Lo anterior tiene que ver con el fuerte incremento de la población mundial y con el desplazamiento de la actividad económica hacia los países emergentes de Asia: de hecho durante 2010 aumentaron las emisiones globales de CO2 (en torno a un 5%, alcanzando un máximo histórico), a pesar de la crisis vivida en muchas economías avanzadas. La AIE considera que en el corto plazo esa mayor demanda energética, acompañada de una ralentización de inversiones en extracción y refino de petróleo, puede llevar a los elevados precios que caracterizaron los meses anteriores al estallido de la crisis (150 dólares/barril), lo que dificultaría la recuperación económica en las economías avanzadas.
Pero las malas noticias no cesan ahí. Durante el último año la eficiencia energética no solo no ha mejorado sino que ha evolucionado negativamente a nivel global. Además, el desastre de Fukushima limita todavía más el margen de maniobra, pues el menor papel futuro de la tecnología nuclear será parcialmente cubierto por un uso más intenso de alternativas basadas en recursos de origen fósil. Esto se debe a que las renovables, a pesar de ser tecnologías en claro ascenso, tienen dificultades tecnológicas y de costes para una sustitución rápida y amplia de otras opciones.

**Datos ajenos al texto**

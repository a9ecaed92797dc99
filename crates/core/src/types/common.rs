//! Common types shared across the feed model

use serde::{Deserialize, Serialize};
use std::fmt;

macro_rules! persisted_id {
    ($(#[$meta:meta])* $name:ident) => {
        $(#[$meta])*
        #[derive(
            Debug, Clone, Copy, Default, PartialEq, Eq, PartialOrd, Ord, Hash, Serialize, Deserialize,
        )]
        #[serde(transparent)]
        pub struct $name(u64);

        impl $name {
            /// Placeholder id carried by values the store has not assigned yet
            pub const UNSAVED: Self = Self(0);

            /// Wraps a raw store id
            pub fn new(raw: u64) -> Self {
                Self(raw)
            }

            /// Returns the raw id
            pub fn get(&self) -> u64 {
                self.0
            }

            /// Returns true once the store has assigned this id
            pub fn is_saved(&self) -> bool {
                self.0 != 0
            }
        }

        impl fmt::Display for $name {
            fn fmt(&self, f: &mut fmt::Formatter<'_>) -> fmt::Result {
                write!(f, "{}", self.0)
            }
        }
    };
}

persisted_id!(
    /// Store-assigned feed id (0 until persisted)
    FeedId
);
persisted_id!(
    /// Store-assigned item id (0 until persisted)
    ItemId
);
persisted_id!(
    /// Store-assigned media id (0 until persisted)
    MediaId
);

/// Duration in milliseconds
#[derive(
    Debug, Clone, Copy, Default, PartialEq, Eq, PartialOrd, Ord, Hash, Serialize, Deserialize,
)]
#[serde(transparent)]
pub struct Duration(u64);

impl Duration {
    /// Zero duration constant
    pub const ZERO: Self = Self(0);

    /// Creates a duration from milliseconds
    pub fn from_millis(millis: u64) -> Self {
        Self(millis)
    }

    /// Creates a duration from seconds
    pub fn from_seconds(seconds: u64) -> Self {
        Self(seconds * 1000)
    }

    /// Returns the duration in milliseconds
    pub fn as_millis(&self) -> u64 {
        self.0
    }

    /// Returns the duration in whole seconds (truncated)
    pub fn as_seconds(&self) -> u64 {
        self.0 / 1000
    }

    /// Returns true if the duration is zero
    pub fn is_zero(&self) -> bool {
        self.0 == 0
    }

    /// Absolute difference between two durations
    pub fn abs_diff(&self, other: Duration) -> Duration {
        Self(self.0.abs_diff(other.0))
    }

    /// Formats as H:MM:SS
    pub fn as_hms(&self) -> String {
        let total_seconds = self.as_seconds();
        let hours = total_seconds / 3600;
        let minutes = (total_seconds % 3600) / 60;
        let seconds = total_seconds % 60;

        format!("{}:{:02}:{:02}", hours, minutes, seconds)
    }
}

impl fmt::Display for Duration {
    fn fmt(&self, f: &mut fmt::Formatter<'_>) -> fmt::Result {
        write!(f, "{}", self.as_hms())
    }
}

impl From<std::time::Duration> for Duration {
    fn from(d: std::time::Duration) -> Self {
        Self(d.as_millis() as u64)
    }
}
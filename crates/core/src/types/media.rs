//! Media linked to a feed item

use super::common::{Duration, MediaId};
use serde::{Deserialize, Serialize};

/// Downloadable media file (typically audio) attached to an episode
///
/// `download_url`, `size`, `mime_type` and `duration` come from the feed.
/// `file_url`, `downloaded` and `position` are local state and are never
/// touched when upstream metadata is adopted.
#[derive(Debug, Clone, PartialEq, Eq, Serialize, Deserialize)]
pub struct FeedMedia {
    /// Store-assigned id
    #[serde(default)]
    pub id: MediaId,
    /// Remote URL of the media file
    pub download_url: String,
    /// MIME type (e.g., "audio/mpeg")
    #[serde(default)]
    pub mime_type: Option<String>,
    /// File size in bytes, 0 if unknown
    #[serde(default)]
    pub size: u64,
    /// Playback length
    #[serde(default)]
    pub duration: Duration,
    /// Path of the downloaded file on this device
    #[serde(default)]
    pub file_url: Option<String>,
    /// Whether the file has been downloaded
    #[serde(default)]
    pub downloaded: bool,
    /// Last playback position
    #[serde(default)]
    pub position: Duration,
}

impl FeedMedia {
    /// Creates media pointing at a remote URL
    pub fn new(download_url: impl Into<String>) -> Self {
        Self {
            id: MediaId::UNSAVED,
            download_url: download_url.into(),
            mime_type: None,
            size: 0,
            duration: Duration::ZERO,
            file_url: None,
            downloaded: false,
            position: Duration::ZERO,
        }
    }

    /// Sets the MIME type
    pub fn with_mime_type(mut self, mime_type: impl Into<String>) -> Self {
        self.mime_type = Some(mime_type.into());
        self
    }

    /// Sets the duration
    pub fn with_duration(mut self, duration: Duration) -> Self {
        self.duration = duration;
        self
    }

    /// Returns the MIME family ("audio", "video", ...) if known
    pub fn mime_family(&self) -> Option<&str> {
        self.mime_type
            .as_deref()
            .and_then(|mime| mime.split('/').next())
            .filter(|family| !family.is_empty())
    }

    /// Adopts upstream metadata from `other`, keeping local state
    pub fn update_from(&mut self, other: &FeedMedia) {
        self.download_url = other.download_url.clone();
        if other.size > 0 {
            self.size = other.size;
        }
        if other.mime_type.is_some() {
            self.mime_type = other.mime_type.clone();
        }
        if !other.duration.is_zero() {
            self.duration = other.duration;
        }
    }

    /// Returns a copy carrying only upstream metadata, no local state
    pub fn upstream_only(&self) -> FeedMedia {
        FeedMedia {
            id: MediaId::UNSAVED,
            download_url: self.download_url.clone(),
            mime_type: self.mime_type.clone(),
            size: self.size,
            duration: self.duration,
            file_url: None,
            downloaded: false,
            position: Duration::ZERO,
        }
    }

    /// Forgets the local file, e.g. after it disappeared from disk
    pub fn clear_local_file(&mut self) {
        self.downloaded = false;
        self.file_url = None;
    }
}

#[cfg(test)]
mod tests {
    use super::*;

    #[test]
    fn test_mime_family() {
        let media = FeedMedia::new("http://example.com/a.mp3").with_mime_type("audio/mpeg");
        assert_eq!(media.mime_family(), Some("audio"));
        assert_eq!(FeedMedia::new("http://example.com/a").mime_family(), None);
    }

    #[test]
    fn test_update_from_keeps_local_state() {
        let mut stored = FeedMedia::new("http://example.com/old.mp3")
            .with_duration(Duration::from_seconds(60));
        stored.downloaded = true;
        stored.file_url = Some("/data/old.mp3".to_string());
        stored.position = Duration::from_seconds(30);

        let incoming = FeedMedia::new("http://example.com/new.mp3")
            .with_mime_type("audio/mpeg")
            .with_duration(Duration::from_seconds(90));
        stored.update_from(&incoming);

        assert_eq!(stored.download_url, "http://example.com/new.mp3");
        assert_eq!(stored.duration, Duration::from_seconds(90));
        assert_eq!(stored.mime_type.as_deref(), Some("audio/mpeg"));
        assert!(stored.downloaded);
        assert_eq!(stored.file_url.as_deref(), Some("/data/old.mp3"));
        assert_eq!(stored.position, Duration::from_seconds(30));
    }

    #[test]
    fn test_update_from_ignores_unknown_duration() {
        let mut stored = FeedMedia::new("u").with_duration(Duration::from_seconds(60));
        stored.update_from(&FeedMedia::new("u"));
        assert_eq!(stored.duration, Duration::from_seconds(60));
    }

    #[test]
    fn test_clear_local_file() {
        let mut media = FeedMedia::new("u");
        media.downloaded = true;
        media.file_url = Some("/tmp/u".to_string());
        media.clear_local_file();
        assert!(!media.downloaded);
        assert!(media.file_url.is_none());
    }
}
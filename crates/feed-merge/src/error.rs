//! Error types for feed reconciliation

use castsync_core::FeedId;
use thiserror::Error;

/// Result type for store operations
pub type StoreResult<T> = Result<T, StoreError>;

/// Result type for merge operations
pub type MergeResult<T> = Result<T, MergeError>;

/// Errors reported by a [`FeedStore`](crate::FeedStore)
#[derive(Debug, Error)]
pub enum StoreError {
    /// No feed with the given id
    #[error("Feed {0} not found in store")]
    FeedNotFound(FeedId),

    /// The backing storage failed
    #[error("Store backend error: {0}")]
    Backend(String),

    /// Store lock was poisoned by a panicking writer
    #[error("Store lock poisoned")]
    LockPoisoned,
}

/// Errors that abort a merge
#[derive(Debug, Error)]
pub enum MergeError {
    /// A store read, or a write under the propagating policy, failed
    #[error("Store failure during merge: {0}")]
    Store(#[from] StoreError),

    /// The merge lock was poisoned by a panicking merge
    #[error("Merge lock poisoned")]
    LockPoisoned,
}
//! Domain types for castsync
//!
//! - `feed`: Feed, its type tag and per-feed preferences
//! - `item`: FeedItem and its local play state
//! - `media`: FeedMedia linked to an item
//! - `common`: identifiers and media durations

mod common;
mod feed;
mod item;
mod media;

pub use common::{Duration, FeedId, ItemId, MediaId};
pub use feed::{Feed, FeedPreferences, FeedType, LOCAL_FEED_PREFIX};
pub use item::{FeedItem, PlayState};
pub use media::FeedMedia;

La presión sobre las renovables sería además mucho mayor si, como muchos se temen, fallase o se retrasase la disponibilidad de una tecnología central para la AIE: la captura y almacenamiento del carbono emitido por la combustión de carbón, gas o petróleo.
Si la capacidad de maniobra global para la reducción de las emisiones precursoras del cambio climático es baja, a nivel europeo poco se puede hacer sin la colaboración de los nuevos grandes emisores (se estima que en menos de 25 años China nos superará en emisiones acumuladas de CO2 desde 1990). Pero nuestra hoja de ruta para combatir este contexto explosivo parece relativamente clara: más renovables y más eficiencia energética, sin descuidar la preparación para la adaptación al cambio climático a gran escala. ¿Cómo hacerlo en una situación tan compleja como la que vive Europa en la actualidad? Sin duda, gestionando los limitados recursos dedicados a estos fines de forma coste-eficiente, orientando nuestros esfuerzos para conseguir la mayor efectividad global a mínimo coste. Esto significará favorecer determinadas tecnologías y políticas sobre otras.
Siendo todo lo anterior válido para España, un entorno como el descrito probablemente justifica aquí un aumento de la presión fiscal sobre los productos energéticos, relativamente alejada hoy de los niveles medios europeos. Una actuación local que contribuiría a afrontar los problemas globales reseñados en el informe de la IAE: mejorando la eficiencia energética, restringiendo consumos y limitando así las emisiones contaminantes y la exportación de rentas. A la vez, un esquema de esta naturaleza podría suministrar recursos para la financiación de políticas de promoción de renovables y de ahorro energético, para la creación de infraestructuras de adaptación al cambio climático, e incluso para contribuir a la tan necesaria consolidación fiscal.